[Collected data entries]
--

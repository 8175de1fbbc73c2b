//! Loans repository for database operations

use async_trait::async_trait;
use sqlx::{postgres::PgRow, Pool, Postgres, Row};

use crate::{
    error::{AppError, AppResult},
    models::{Book, Loan, LoanRecord, Member},
};

use super::LoanStore;

/// Loan columns joined with the book and member they reference
const LOAN_SELECT: &str = r#"
    SELECT l.id, l.loan_date, l.return_date,
           b.id AS book_id, b.title, b.author, b.isbn, b.publication_date,
           m.id AS member_id, m.name, m.email, m.phone, m.registration_date
    FROM loans l
    JOIN books b ON l.book_id = b.id
    JOIN members m ON l.member_id = m.id
"#;

#[derive(Clone)]
pub struct LoansRepository {
    pool: Pool<Postgres>,
}

impl LoansRepository {
    pub fn new(pool: Pool<Postgres>) -> Self {
        Self { pool }
    }

    async fn fetch_where(&self, clause: &str, id: i64) -> AppResult<Vec<Loan>> {
        let rows = sqlx::query(&format!("{} WHERE {} ORDER BY l.id", LOAN_SELECT, clause))
            .bind(id)
            .fetch_all(&self.pool)
            .await?;
        Ok(rows.iter().map(loan_from_row).collect())
    }
}

fn loan_from_row(row: &PgRow) -> Loan {
    Loan {
        id: row.get("id"),
        book: Book {
            id: row.get("book_id"),
            title: row.get("title"),
            author: row.get("author"),
            isbn: row.get("isbn"),
            publication_date: row.get("publication_date"),
        },
        member: Member {
            id: row.get("member_id"),
            name: row.get("name"),
            email: row.get("email"),
            phone: row.get("phone"),
            registration_date: row.get("registration_date"),
        },
        loan_date: row.get("loan_date"),
        return_date: row.get("return_date"),
    }
}

#[async_trait]
impl LoanStore for LoansRepository {
    async fn get_by_id(&self, id: i64) -> AppResult<Option<Loan>> {
        let row = sqlx::query(&format!("{} WHERE l.id = $1", LOAN_SELECT))
            .bind(id)
            .fetch_optional(&self.pool)
            .await?;
        Ok(row.as_ref().map(loan_from_row))
    }

    async fn get_all(&self) -> AppResult<Vec<Loan>> {
        let rows = sqlx::query(&format!("{} ORDER BY l.id", LOAN_SELECT))
            .fetch_all(&self.pool)
            .await?;
        Ok(rows.iter().map(loan_from_row).collect())
    }

    async fn put(&self, loan: &LoanRecord) -> AppResult<Loan> {
        let loan_id = if loan.id == 0 {
            sqlx::query_scalar::<_, i64>(
                r#"
                INSERT INTO loans (book_id, member_id, loan_date, return_date)
                VALUES ($1, $2, $3, $4)
                RETURNING id
                "#,
            )
            .bind(loan.book_id)
            .bind(loan.member_id)
            .bind(loan.loan_date)
            .bind(loan.return_date)
            .fetch_one(&self.pool)
            .await
            .map_err(|e| AppError::from_write(e, "Loan"))?
        } else {
            sqlx::query_scalar::<_, i64>(
                r#"
                UPDATE loans SET book_id = $1, member_id = $2, loan_date = $3, return_date = $4
                WHERE id = $5
                RETURNING id
                "#,
            )
            .bind(loan.book_id)
            .bind(loan.member_id)
            .bind(loan.loan_date)
            .bind(loan.return_date)
            .bind(loan.id)
            .fetch_optional(&self.pool)
            .await
            .map_err(|e| AppError::from_write(e, "Loan"))?
            .ok_or_else(|| AppError::loan_not_found(loan.id))?
        };

        // A parent deleted after the write cascades the row away with it
        self.get_by_id(loan_id)
            .await?
            .ok_or_else(|| AppError::loan_not_found(loan_id))
    }

    async fn exists_by_id(&self, id: i64) -> AppResult<bool> {
        let exists: bool = sqlx::query_scalar("SELECT EXISTS(SELECT 1 FROM loans WHERE id = $1)")
            .bind(id)
            .fetch_one(&self.pool)
            .await?;
        Ok(exists)
    }

    async fn delete_by_id(&self, id: i64) -> AppResult<()> {
        sqlx::query("DELETE FROM loans WHERE id = $1")
            .bind(id)
            .execute(&self.pool)
            .await?;
        Ok(())
    }

    async fn find_by_book(&self, book_id: i64) -> AppResult<Vec<Loan>> {
        self.fetch_where("l.book_id = $1", book_id).await
    }

    async fn find_by_member(&self, member_id: i64) -> AppResult<Vec<Loan>> {
        self.fetch_where("l.member_id = $1", member_id).await
    }
}
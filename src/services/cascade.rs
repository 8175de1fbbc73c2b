//! Loan cascade on book and member deletion
//!
//! Deleting a parent first sweeps the loans that reference it, then removes
//! the parent. The sweep and the parent delete are separate store calls. A
//! loan written for the parent between the two is removed by the store's own
//! cascade (database foreign keys, or the memory store's equivalent).
//!
//! The same store cascade applies in `restrict` mode: the check only sees the
//! loans present when it runs, so a loan written between the check and the
//! parent delete is removed with the parent instead of blocking it.

use std::sync::Arc;

use crate::{
    config::CascadeMode,
    error::{AppError, AppResult, EntityKind},
    models::Loan,
    repository::LoanStore,
};

#[derive(Clone)]
pub struct CascadePolicy {
    loans: Arc<dyn LoanStore>,
    mode: CascadeMode,
}

impl CascadePolicy {
    pub fn new(loans: Arc<dyn LoanStore>, mode: CascadeMode) -> Self {
        Self { loans, mode }
    }

    /// Clear the way for deleting `book_id`. Returns the number of loans removed.
    pub async fn before_book_delete(&self, book_id: i64) -> AppResult<usize> {
        let dependents = self.loans.find_by_book(book_id).await?;
        self.sweep(EntityKind::Book, book_id, dependents).await
    }

    /// Clear the way for deleting `member_id`. Returns the number of loans removed.
    pub async fn before_member_delete(&self, member_id: i64) -> AppResult<usize> {
        let dependents = self.loans.find_by_member(member_id).await?;
        self.sweep(EntityKind::Member, member_id, dependents).await
    }

    async fn sweep(&self, kind: EntityKind, id: i64, dependents: Vec<Loan>) -> AppResult<usize> {
        if dependents.is_empty() {
            return Ok(0);
        }

        match self.mode {
            CascadeMode::Restrict => {
                tracing::warn!(
                    "Refusing to delete {} {}: {} loan(s) still reference it",
                    kind,
                    id,
                    dependents.len()
                );
                Err(AppError::BusinessRule(format!(
                    "{} {} still has {} loan(s)",
                    kind,
                    id,
                    dependents.len()
                )))
            }
            CascadeMode::Cascade => {
                for loan in &dependents {
                    self.loans.delete_by_id(loan.id).await?;
                }
                tracing::info!(
                    "Deleted {} loan(s) referencing {} {}",
                    dependents.len(),
                    kind,
                    id
                );
                Ok(dependents.len())
            }
        }
    }
}
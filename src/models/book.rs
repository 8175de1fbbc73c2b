//! Book model and related types

use chrono::NaiveDate;
use serde::{Deserialize, Serialize};
use sqlx::FromRow;
use validator::Validate;

/// Book record
#[derive(Debug, Clone, PartialEq, Eq, Serialize, Deserialize, FromRow)]
pub struct Book {
    /// Store-assigned; `0` until first written
    pub id: i64,
    pub title: String,
    pub author: String,
    /// Unique across all books
    pub isbn: String,
    pub publication_date: Option<NaiveDate>,
}

/// Create / replace book request
#[derive(Debug, Clone, Default, Deserialize, Validate)]
pub struct BookRequest {
    #[validate(length(min = 1, message = "Title is required"))]
    pub title: String,
    #[validate(length(min = 1, message = "Author is required"))]
    pub author: String,
    #[validate(length(min = 1, message = "ISBN is required"))]
    pub isbn: String,
    pub publication_date: Option<NaiveDate>,
}

/// Partial book update; omitted fields keep their stored value
#[derive(Debug, Clone, Default, Deserialize)]
pub struct BookPatch {
    pub title: Option<String>,
    pub author: Option<String>,
    pub isbn: Option<String>,
    pub publication_date: Option<NaiveDate>,
}

impl Book {
    pub fn from_request(id: i64, request: BookRequest) -> Self {
        Self {
            id,
            title: request.title,
            author: request.author,
            isbn: request.isbn,
            publication_date: request.publication_date,
        }
    }

    /// Overlay a patch on the stored book, producing a full request
    pub fn merged_with(&self, patch: BookPatch) -> BookRequest {
        BookRequest {
            title: patch.title.unwrap_or_else(|| self.title.clone()),
            author: patch.author.unwrap_or_else(|| self.author.clone()),
            isbn: patch.isbn.unwrap_or_else(|| self.isbn.clone()),
            publication_date: patch.publication_date.or(self.publication_date),
        }
    }
}
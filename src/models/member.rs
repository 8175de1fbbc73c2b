//! Member model and related types

use chrono::NaiveDate;
use serde::{Deserialize, Serialize};
use sqlx::FromRow;
use validator::Validate;

/// Member (borrower) record
#[derive(Debug, Clone, PartialEq, Eq, Serialize, Deserialize, FromRow)]
pub struct Member {
    pub id: i64,
    pub name: String,
    /// Unique across all members
    pub email: String,
    pub phone: Option<String>,
    pub registration_date: Option<NaiveDate>,
}

/// Create / replace member request
#[derive(Debug, Clone, Default, Deserialize, Validate)]
pub struct MemberRequest {
    #[validate(length(min = 1, message = "Name is required"))]
    pub name: String,
    #[validate(email(message = "Invalid email format"))]
    pub email: String,
    pub phone: Option<String>,
    pub registration_date: Option<NaiveDate>,
}

/// Partial member update
#[derive(Debug, Clone, Default, Deserialize)]
pub struct MemberPatch {
    pub name: Option<String>,
    pub email: Option<String>,
    pub phone: Option<String>,
    pub registration_date: Option<NaiveDate>,
}

impl Member {
    pub fn from_request(id: i64, request: MemberRequest) -> Self {
        Self {
            id,
            name: request.name,
            email: request.email,
            phone: request.phone,
            registration_date: request.registration_date,
        }
    }

    pub fn merged_with(&self, patch: MemberPatch) -> MemberRequest {
        MemberRequest {
            name: patch.name.unwrap_or_else(|| self.name.clone()),
            email: patch.email.unwrap_or_else(|| self.email.clone()),
            phone: patch.phone.or_else(|| self.phone.clone()),
            registration_date: patch.registration_date.or(self.registration_date),
        }
    }
}
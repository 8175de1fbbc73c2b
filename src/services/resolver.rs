//! Book/member reference resolution for loans

use std::sync::Arc;

use crate::{
    error::{AppError, AppResult},
    models::{Book, Member},
    repository::{BookStore, MemberStore},
};

/// Turns a (book id, member id) pair into the entities they name
#[derive(Clone)]
pub struct ReferenceResolver {
    books: Arc<dyn BookStore>,
    members: Arc<dyn MemberStore>,
}

impl ReferenceResolver {
    pub fn new(books: Arc<dyn BookStore>, members: Arc<dyn MemberStore>) -> Self {
        Self { books, members }
    }

    /// Fetch both entities. The book is looked up first and a missing book
    /// fails before the member store is touched.
    pub async fn resolve(&self, book_id: i64, member_id: i64) -> AppResult<(Book, Member)> {
        let book = self.books.get_by_id(book_id).await?.ok_or_else(|| {
            tracing::warn!("Book not found with id {}", book_id);
            AppError::book_not_found(book_id)
        })?;

        let member = self.members.get_by_id(member_id).await?.ok_or_else(|| {
            tracing::warn!("Member not found with id {}", member_id);
            AppError::member_not_found(member_id)
        })?;

        Ok((book, member))
    }
}
//! Book management service

use std::sync::Arc;

use validator::Validate;

use crate::{
    error::{AppError, AppResult},
    models::{Book, BookPatch, BookRequest},
    repository::BookStore,
};

use super::cascade::CascadePolicy;

#[derive(Clone)]
pub struct BooksService {
    books: Arc<dyn BookStore>,
    cascade: CascadePolicy,
}

impl BooksService {
    pub fn new(books: Arc<dyn BookStore>, cascade: CascadePolicy) -> Self {
        Self { books, cascade }
    }

    pub async fn list(&self) -> AppResult<Vec<Book>> {
        tracing::info!("Listing all books");
        self.books.get_all().await
    }

    /// Get book by ID
    pub async fn get_by_id(&self, id: i64) -> AppResult<Book> {
        self.books.get_by_id(id).await?.ok_or_else(|| {
            tracing::warn!("Book not found with id {}", id);
            AppError::book_not_found(id)
        })
    }

    /// Create a book, rejecting an ISBN already in the catalog
    pub async fn create(&self, request: BookRequest) -> AppResult<Book> {
        tracing::info!("Creating book: {:?}", request);
        request.validate()?;
        self.ensure_isbn_free(&request.isbn, None).await?;
        self.books.put(&Book::from_request(0, request)).await
    }

    /// Replace every field of the book at `id`
    pub async fn replace(&self, id: i64, request: BookRequest) -> AppResult<Book> {
        tracing::info!("Replacing book {} with {:?}", id, request);
        if !self.books.exists_by_id(id).await? {
            tracing::warn!("Book not found with id {}", id);
            return Err(AppError::book_not_found(id));
        }
        request.validate()?;
        self.ensure_isbn_free(&request.isbn, Some(id)).await?;
        self.books.put(&Book::from_request(id, request)).await
    }

    /// Update only the fields present in `patch`
    pub async fn update(&self, id: i64, patch: BookPatch) -> AppResult<Book> {
        tracing::info!("Updating book {} with {:?}", id, patch);
        let existing = self.get_by_id(id).await?;
        let request = existing.merged_with(patch);
        request.validate()?;
        self.ensure_isbn_free(&request.isbn, Some(id)).await?;
        self.books.put(&Book::from_request(id, request)).await
    }

    /// Delete a book together with the loans that reference it
    pub async fn delete(&self, id: i64) -> AppResult<()> {
        tracing::info!("Deleting book {}", id);
        if !self.books.exists_by_id(id).await? {
            tracing::warn!("Book not found with id {}", id);
            return Err(AppError::book_not_found(id));
        }
        self.cascade.before_book_delete(id).await?;
        self.books.delete_by_id(id).await
    }

    async fn ensure_isbn_free(&self, isbn: &str, own_id: Option<i64>) -> AppResult<()> {
        if let Some(existing) = self.books.find_by_isbn(isbn).await? {
            if Some(existing.id) != own_id {
                tracing::warn!("ISBN {} already used by book {}", isbn, existing.id);
                return Err(AppError::Conflict(format!(
                    "A book with ISBN {} already exists (id={})",
                    isbn, existing.id
                )));
            }
        }
        Ok(())
    }
}
//! Entity store contracts, one per entity kind.
//!
//! Each single-record `put` or `delete_by_id` is atomic. Nothing here spans
//! several records; callers that chain lookups and writes accept that another
//! writer may interleave between them.

use async_trait::async_trait;

use crate::{
    error::AppResult,
    models::{Book, Loan, LoanRecord, Member},
};

#[cfg(test)]
use mockall::automock;

#[cfg_attr(test, automock)]
#[async_trait]
pub trait BookStore: Send + Sync {
    async fn get_by_id(&self, id: i64) -> AppResult<Option<Book>>;

    async fn get_all(&self) -> AppResult<Vec<Book>>;

    /// Insert when `book.id == 0`, otherwise overwrite the record at `book.id`
    async fn put(&self, book: &Book) -> AppResult<Book>;

    async fn exists_by_id(&self, id: i64) -> AppResult<bool>;

    async fn delete_by_id(&self, id: i64) -> AppResult<()>;

    async fn find_by_isbn(&self, isbn: &str) -> AppResult<Option<Book>>;
}

#[cfg_attr(test, automock)]
#[async_trait]
pub trait MemberStore: Send + Sync {
    async fn get_by_id(&self, id: i64) -> AppResult<Option<Member>>;

    async fn get_all(&self) -> AppResult<Vec<Member>>;

    /// Insert when `member.id == 0`, otherwise overwrite the record at `member.id`
    async fn put(&self, member: &Member) -> AppResult<Member>;

    async fn exists_by_id(&self, id: i64) -> AppResult<bool>;

    async fn delete_by_id(&self, id: i64) -> AppResult<()>;

    async fn find_by_email(&self, email: &str) -> AppResult<Option<Member>>;
}

/// Loan storage. Writes take the id form of the loan, reads always come back
/// with book and member attached.
#[cfg_attr(test, automock)]
#[async_trait]
pub trait LoanStore: Send + Sync {
    async fn get_by_id(&self, id: i64) -> AppResult<Option<Loan>>;

    /// All loans in insertion order
    async fn get_all(&self) -> AppResult<Vec<Loan>>;

    /// Insert when `loan.id == 0`, otherwise overwrite; returns the stored loan
    async fn put(&self, loan: &LoanRecord) -> AppResult<Loan>;

    async fn exists_by_id(&self, id: i64) -> AppResult<bool>;

    async fn delete_by_id(&self, id: i64) -> AppResult<()>;

    async fn find_by_book(&self, book_id: i64) -> AppResult<Vec<Loan>>;

    async fn find_by_member(&self, member_id: i64) -> AppResult<Vec<Loan>>;
}
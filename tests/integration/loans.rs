//! Loan lifecycle: creation, replacement, partial update and deletion

use lending_server::{models::LoanRequest, AppError, EntityKind};

use crate::common::{add_book, add_member, date, loan_request, services};

#[tokio::test]
async fn test_create_attaches_full_entities() {
    let services = services();
    let book = add_book(&services, "X").await;
    let member = add_member(&services, "a@b.com").await;

    let loan = services
        .loans
        .create(loan_request(book.id, member.id, date(2023, 1, 1)))
        .await
        .unwrap();

    assert_eq!(loan.id, 1);
    assert_eq!(loan.book, book);
    assert_eq!(loan.member, member);
    assert_eq!(loan.loan_date, date(2023, 1, 1));
    assert_eq!(loan.return_date, None);
}

#[tokio::test]
async fn test_create_with_missing_book_writes_nothing() {
    let services = services();
    let member = add_member(&services, "a@b.com").await;

    let err = services
        .loans
        .create(loan_request(99, member.id, date(2023, 1, 1)))
        .await
        .unwrap_err();

    assert!(matches!(err, AppError::NotFound { kind: EntityKind::Book, id: 99 }));
    assert!(services.loans.list().await.unwrap().is_empty());
}

#[tokio::test]
async fn test_create_with_missing_book_and_member_names_book() {
    let services = services();

    let err = services
        .loans
        .create(loan_request(7, 8, date(2023, 1, 1)))
        .await
        .unwrap_err();

    assert!(matches!(err, AppError::NotFound { kind: EntityKind::Book, id: 7 }));
}

#[tokio::test]
async fn test_create_with_missing_member_writes_nothing() {
    let services = services();
    let book = add_book(&services, "X").await;

    let err = services
        .loans
        .create(loan_request(book.id, 5, date(2023, 1, 1)))
        .await
        .unwrap_err();

    assert!(matches!(err, AppError::NotFound { kind: EntityKind::Member, id: 5 }));
    assert!(services.loans.list().await.unwrap().is_empty());
}

#[tokio::test]
async fn test_create_requires_loan_date() {
    let services = services();
    let book = add_book(&services, "X").await;
    let member = add_member(&services, "a@b.com").await;

    let err = services
        .loans
        .create(LoanRequest {
            book_id: Some(book.id),
            member_id: Some(member.id),
            ..Default::default()
        })
        .await
        .unwrap_err();

    assert!(matches!(err, AppError::Validation(_)));
    assert!(err.is_client_error());
}

#[tokio::test]
async fn test_create_rejects_return_before_loan() {
    let services = services();
    let book = add_book(&services, "X").await;
    let member = add_member(&services, "a@b.com").await;

    let mut request = loan_request(book.id, member.id, date(2023, 1, 10));
    request.return_date = Some(date(2023, 1, 9));
    let err = services.loans.create(request).await.unwrap_err();

    assert!(matches!(err, AppError::Validation(_)));
}

#[tokio::test]
async fn test_create_then_get_round_trips() {
    let services = services();
    let book = add_book(&services, "X").await;
    let member = add_member(&services, "a@b.com").await;

    let mut request = loan_request(book.id, member.id, date(2023, 1, 1));
    request.return_date = Some(date(2023, 1, 15));
    let created = services.loans.create(request).await.unwrap();
    let fetched = services.loans.get_by_id(created.id).await.unwrap();

    assert_eq!(fetched, created);
}

#[tokio::test]
async fn test_replace_missing_loan_wins_over_missing_refs() {
    let services = services();
    let book = add_book(&services, "X").await;
    let member = add_member(&services, "a@b.com").await;

    let with_valid_refs = services
        .loans
        .replace(42, loan_request(book.id, member.id, date(2023, 1, 1)))
        .await
        .unwrap_err();
    let with_invalid_refs = services
        .loans
        .replace(42, loan_request(99, 98, date(2023, 1, 1)))
        .await
        .unwrap_err();

    assert!(matches!(with_valid_refs, AppError::NotFound { kind: EntityKind::Loan, id: 42 }));
    assert!(matches!(with_invalid_refs, AppError::NotFound { kind: EntityKind::Loan, id: 42 }));
}

#[tokio::test]
async fn test_replace_swaps_book() {
    let services = services();
    let first = add_book(&services, "X").await;
    let second = add_book(&services, "Y").await;
    let member = add_member(&services, "a@b.com").await;
    let loan = services
        .loans
        .create(loan_request(first.id, member.id, date(2023, 1, 1)))
        .await
        .unwrap();

    let replaced = services
        .loans
        .replace(loan.id, loan_request(second.id, member.id, date(2023, 2, 1)))
        .await
        .unwrap();

    assert_eq!(replaced.id, loan.id);
    let reread = services.loans.get_by_id(loan.id).await.unwrap();
    assert_eq!(reread.book, second);
    assert_eq!(reread.loan_date, date(2023, 2, 1));
    assert_eq!(services.loans.list().await.unwrap().len(), 1);
}

#[tokio::test]
async fn test_replace_discards_stored_return_date() {
    let services = services();
    let book = add_book(&services, "X").await;
    let member = add_member(&services, "a@b.com").await;
    let mut request = loan_request(book.id, member.id, date(2023, 1, 1));
    request.return_date = Some(date(2023, 1, 20));
    let loan = services.loans.create(request).await.unwrap();

    let replaced = services
        .loans
        .replace(loan.id, loan_request(book.id, member.id, date(2023, 1, 1)))
        .await
        .unwrap();

    assert_eq!(replaced.return_date, None);
}

#[tokio::test]
async fn test_replace_with_missing_member_keeps_original() {
    let services = services();
    let book = add_book(&services, "X").await;
    let member = add_member(&services, "a@b.com").await;
    let loan = services
        .loans
        .create(loan_request(book.id, member.id, date(2023, 1, 1)))
        .await
        .unwrap();

    let err = services
        .loans
        .replace(loan.id, loan_request(book.id, 2, date(2023, 1, 1)))
        .await
        .unwrap_err();

    assert!(matches!(err, AppError::NotFound { kind: EntityKind::Member, id: 2 }));
    let reread = services.loans.get_by_id(loan.id).await.unwrap();
    assert_eq!(reread.member, member);
}

#[tokio::test]
async fn test_update_keeps_omitted_fields() {
    let services = services();
    let book = add_book(&services, "X").await;
    let member = add_member(&services, "a@b.com").await;
    let loan = services
        .loans
        .create(loan_request(book.id, member.id, date(2023, 1, 1)))
        .await
        .unwrap();

    let updated = services
        .loans
        .update(
            loan.id,
            LoanRequest {
                return_date: Some(date(2023, 1, 14)),
                ..Default::default()
            },
        )
        .await
        .unwrap();

    assert_eq!(updated.book, book);
    assert_eq!(updated.member, member);
    assert_eq!(updated.loan_date, date(2023, 1, 1));
    assert_eq!(updated.return_date, Some(date(2023, 1, 14)));
}

#[tokio::test]
async fn test_update_missing_loan() {
    let services = services();

    let err = services
        .loans
        .update(3, LoanRequest::default())
        .await
        .unwrap_err();

    assert!(matches!(err, AppError::NotFound { kind: EntityKind::Loan, id: 3 }));
}

#[tokio::test]
async fn test_delete_twice_reports_not_found() {
    let services = services();
    let book = add_book(&services, "X").await;
    let member = add_member(&services, "a@b.com").await;
    let loan = services
        .loans
        .create(loan_request(book.id, member.id, date(2023, 1, 1)))
        .await
        .unwrap();

    services.loans.delete(loan.id).await.unwrap();
    let err = services.loans.delete(loan.id).await.unwrap_err();

    assert!(matches!(err, AppError::NotFound { kind: EntityKind::Loan, id } if id == loan.id));
    // Parents are untouched
    assert_eq!(services.books.get_by_id(book.id).await.unwrap(), book);
    assert_eq!(services.members.get_by_id(member.id).await.unwrap(), member);
}

#[tokio::test]
async fn test_list_keeps_insertion_order() {
    let services = services();
    let book = add_book(&services, "X").await;
    let member = add_member(&services, "a@b.com").await;
    for day in [3, 1, 2] {
        services
            .loans
            .create(loan_request(book.id, member.id, date(2023, 1, day)))
            .await
            .unwrap();
    }

    let days: Vec<_> = services
        .loans
        .list()
        .await
        .unwrap()
        .into_iter()
        .map(|loan| loan.loan_date)
        .collect();

    assert_eq!(days, vec![date(2023, 1, 3), date(2023, 1, 1), date(2023, 1, 2)]);
}

#[tokio::test]
async fn test_scenario_walkthrough() {
    let services = services();
    let book = add_book(&services, "X").await;
    let member = add_member(&services, "a@b.com").await;
    assert_eq!((book.id, member.id), (1, 1));

    let loan = services
        .loans
        .create(loan_request(1, 1, date(2023, 1, 1)))
        .await
        .unwrap();
    assert_eq!(loan.id, 1);

    let err = services
        .loans
        .create(loan_request(99, 1, date(2023, 1, 1)))
        .await
        .unwrap_err();
    assert!(matches!(err, AppError::NotFound { kind: EntityKind::Book, id: 99 }));

    let err = services
        .loans
        .replace(1, loan_request(1, 2, date(2023, 1, 1)))
        .await
        .unwrap_err();
    assert!(matches!(err, AppError::NotFound { kind: EntityKind::Member, id: 2 }));
    assert_eq!(services.loans.get_by_id(1).await.unwrap().member.id, 1);

    services.loans.delete(1).await.unwrap();
    let err = services.loans.delete(1).await.unwrap_err();
    assert!(matches!(err, AppError::NotFound { kind: EntityKind::Loan, id: 1 }));
}

#[tokio::test]
async fn test_replace_missing_loan_wins_over_empty_request() {
    let services = services();

    let err = services
        .loans
        .replace(42, LoanRequest::default())
        .await
        .unwrap_err();

    assert!(matches!(err, AppError::NotFound { kind: EntityKind::Loan, id: 42 }));
}

#[tokio::test]
async fn test_create_validation_wins_over_missing_book() {
    let services = services();

    let err = services
        .loans
        .create(LoanRequest {
            book_id: Some(99),
            member_id: Some(1),
            ..Default::default()
        })
        .await
        .unwrap_err();

    assert!(matches!(err, AppError::Validation(_)));
    assert!(services.loans.list().await.unwrap().is_empty());
}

--

◆ Problem statement
Going through the data above, return each line with the word "struct".

◆ Expected answer
pub struct LoansRepository {
pub struct CascadePolicy {
pub struct Book {
pub struct BookRequest {
pub struct BookPatch {
pub struct Member {
pub struct MemberRequest {
pub struct MemberPatch {
pub struct ReferenceResolver {
pub struct BooksService {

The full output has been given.